_The problem_
What you return must be every line below that includes the word "START".

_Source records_

* * *

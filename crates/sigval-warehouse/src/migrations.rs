use ::duckdb::{params, Connection};
use sigval_core::KNOWN_UNITS;

struct Migration {
    version: &'static str,
    sql: &'static str,
    seed: Option<fn(&Connection) -> Result<(), ::duckdb::Error>>,
}

const MIGRATIONS: &[Migration] = &[
    Migration {
        version: "0001_unit_catalog",
        sql: r#"
CREATE SEQUENCE IF NOT EXISTS seq_gbl_units START 1;

CREATE TABLE IF NOT EXISTS gbl_units (
    id BIGINT PRIMARY KEY DEFAULT nextval('seq_gbl_units'),
    name TEXT NOT NULL UNIQUE,
    label TEXT NOT NULL,
    kind TEXT
);
"#,
        seed: Some(seed_known_units),
    },
    Migration {
        version: "0002_result_tables",
        sql: r#"
CREATE SEQUENCE IF NOT EXISTS seq_val_results START 1;

CREATE TABLE IF NOT EXISTS val_results (
    id BIGINT PRIMARY KEY DEFAULT nextval('seq_val_results'),
    name TEXT NOT NULL,
    kind TEXT NOT NULL,
    unit_id BIGINT NOT NULL,
    created_at BIGINT NOT NULL
);

CREATE TABLE IF NOT EXISTS val_result_values (
    result_id BIGINT NOT NULL,
    position INTEGER NOT NULL,
    value DOUBLE,
    PRIMARY KEY (result_id, position)
);

CREATE TABLE IF NOT EXISTS val_result_messages (
    result_id BIGINT NOT NULL,
    position INTEGER NOT NULL,
    message TEXT NOT NULL,
    PRIMARY KEY (result_id, position)
);

CREATE TABLE IF NOT EXISTS val_result_timestamps (
    result_id BIGINT NOT NULL,
    position INTEGER NOT NULL,
    ts DOUBLE NOT NULL,
    PRIMARY KEY (result_id, position)
);
"#,
        seed: None,
    },
    Migration {
        version: "0003_result_indexes",
        sql: r#"
CREATE INDEX IF NOT EXISTS idx_val_results_name ON val_results(name);
CREATE INDEX IF NOT EXISTS idx_val_results_kind ON val_results(kind);
"#,
        seed: None,
    },
];

pub fn apply_migrations(connection: &Connection) -> Result<(), ::duckdb::Error> {
    connection.execute_batch(
        r#"
CREATE TABLE IF NOT EXISTS schema_migrations (
    version TEXT PRIMARY KEY,
    applied_at TIMESTAMP NOT NULL DEFAULT CURRENT_TIMESTAMP
);
"#,
    )?;

    for migration in MIGRATIONS {
        let applied_count: i64 = connection.query_row(
            "SELECT COUNT(*) FROM schema_migrations WHERE version = ?",
            params![migration.version],
            |row| row.get(0),
        )?;
        if applied_count > 0 {
            continue;
        }

        connection.execute_batch(migration.sql)?;
        if let Some(seed) = migration.seed {
            seed(connection)?;
        }
        connection.execute(
            "INSERT INTO schema_migrations (version) VALUES (?)",
            params![migration.version],
        )?;
    }

    Ok(())
}

/// Versions recorded as applied, oldest first.
pub fn applied_versions(connection: &Connection) -> Result<Vec<String>, ::duckdb::Error> {
    let mut statement =
        connection.prepare("SELECT version FROM schema_migrations ORDER BY version")?;
    let rows = statement.query_map([], |row| row.get::<_, String>(0))?;
    rows.collect()
}

fn seed_known_units(connection: &Connection) -> Result<(), ::duckdb::Error> {
    for (name, label) in KNOWN_UNITS {
        connection.execute(
            "INSERT OR IGNORE INTO gbl_units (name, label) VALUES (?, ?)",
            params![*name, *label],
        )?;
    }
    Ok(())
}

#[cfg(test)]
mod tests {
    use super::*;

    #[test]
    fn migrations_are_idempotent_and_seed_units() {
        let connection = Connection::open_in_memory().expect("in-memory db");

        apply_migrations(&connection).expect("first run");
        apply_migrations(&connection).expect("second run");

        let versions = applied_versions(&connection).expect("versions");
        assert_eq!(
            versions,
            vec!["0001_unit_catalog", "0002_result_tables", "0003_result_indexes"]
        );

        let units: i64 = connection
            .query_row("SELECT COUNT(*) FROM gbl_units", [], |row| row.get(0))
            .expect("count");
        assert_eq!(units, KNOWN_UNITS.len() as i64);
    }
}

* * *

_Result below_
CREATE SEQUENCE IF NOT EXISTS seq_gbl_units START 1;
CREATE SEQUENCE IF NOT EXISTS seq_val_results START 1;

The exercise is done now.